> **Instructions for the task**: For this exercise, transcribe all of the records exactly as given.

=== Begin Enclosure ===

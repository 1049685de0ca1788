// src/export/model.rs

use crate::models::activity_total::ActivityTotal;
use crate::models::session::Session;
use crate::utils::formatting::{format_hms, human_duration};
use crate::utils::time::to_zoned;
use chrono::FixedOffset;
use serde::Serialize;

/// Flat row for one session.
#[derive(Serialize, Clone, Debug)]
pub struct SessionExport {
    pub activity: String,
    pub start: f64,
    pub end: f64,
    pub start_local: String,
    pub end_local: String,
    pub elapsed: String,
    pub seconds: f64,
}

impl SessionExport {
    pub fn from_session(s: &Session, offset: &FixedOffset) -> Self {
        Self {
            activity: s.activity.clone(),
            start: s.start,
            end: s.end,
            start_local: to_zoned(s.start, offset).to_rfc3339(),
            end_local: to_zoned(s.end, offset).to_rfc3339(),
            elapsed: format_hms(s.whole_secs()),
            seconds: s.duration_secs(),
        }
    }
}

/// Flat row for one activity total.
#[derive(Serialize, Clone, Debug)]
pub struct TotalExport {
    pub activity: String,
    pub sessions: usize,
    pub seconds: f64,
    pub share: String,
    pub duration: String,
}

impl TotalExport {
    pub fn from_total(t: &ActivityTotal, grand_total: f64) -> Self {
        let share = if grand_total > 0.0 {
            t.seconds / grand_total * 100.0
        } else {
            0.0
        };
        Self {
            activity: t.activity.clone(),
            sessions: t.sessions,
            seconds: t.seconds,
            share: format!("{:.2}", share),
            duration: human_duration(t.seconds),
        }
    }
}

=== End Enclosure ===

> **Solution to this task**:
repository 1049685de0ca1788
// src/export/model.rs

use crate::models::activity_total::ActivityTotal;
use crate::models::session::Session;
use crate::utils::formatting::{format_hms, human_duration};
use crate::utils::time::to_zoned;
use chrono::FixedOffset;
use serde::Serialize;

/// Flat row for one session.
#[derive(Serialize, Clone, Debug)]
pub struct SessionExport {
    pub activity: String,
    pub start: f64,
    pub end: f64,
    pub start_local: String,
    pub end_local: String,
    pub elapsed: String,
    pub seconds: f64,
}

impl SessionExport {
    pub fn from_session(s: &Session, offset: &FixedOffset) -> Self {
        Self {
            activity: s.activity.clone(),
            start: s.start,
            end: s.end,
            start_local: to_zoned(s.start, offset).to_rfc3339(),
            end_local: to_zoned(s.end, offset).to_rfc3339(),
            elapsed: format_hms(s.whole_secs()),
            seconds: s.duration_secs(),
        }
    }
}

/// Flat row for one activity total.
#[derive(Serialize, Clone, Debug)]
pub struct TotalExport {
    pub activity: String,
    pub sessions: usize,
    pub seconds: f64,
    pub share: String,
    pub duration: String,
}

impl TotalExport {
    pub fn from_total(t: &ActivityTotal, grand_total: f64) -> Self {
        let share = if grand_total > 0.0 {
            t.seconds / grand_total * 100.0
        } else {
            0.0
        };
        Self {
            activity: t.activity.clone(),
            sessions: t.sessions,
            seconds: t.seconds,
            share: format!("{:.2}", share),
            duration: human_duration(t.seconds),
        }
    }
}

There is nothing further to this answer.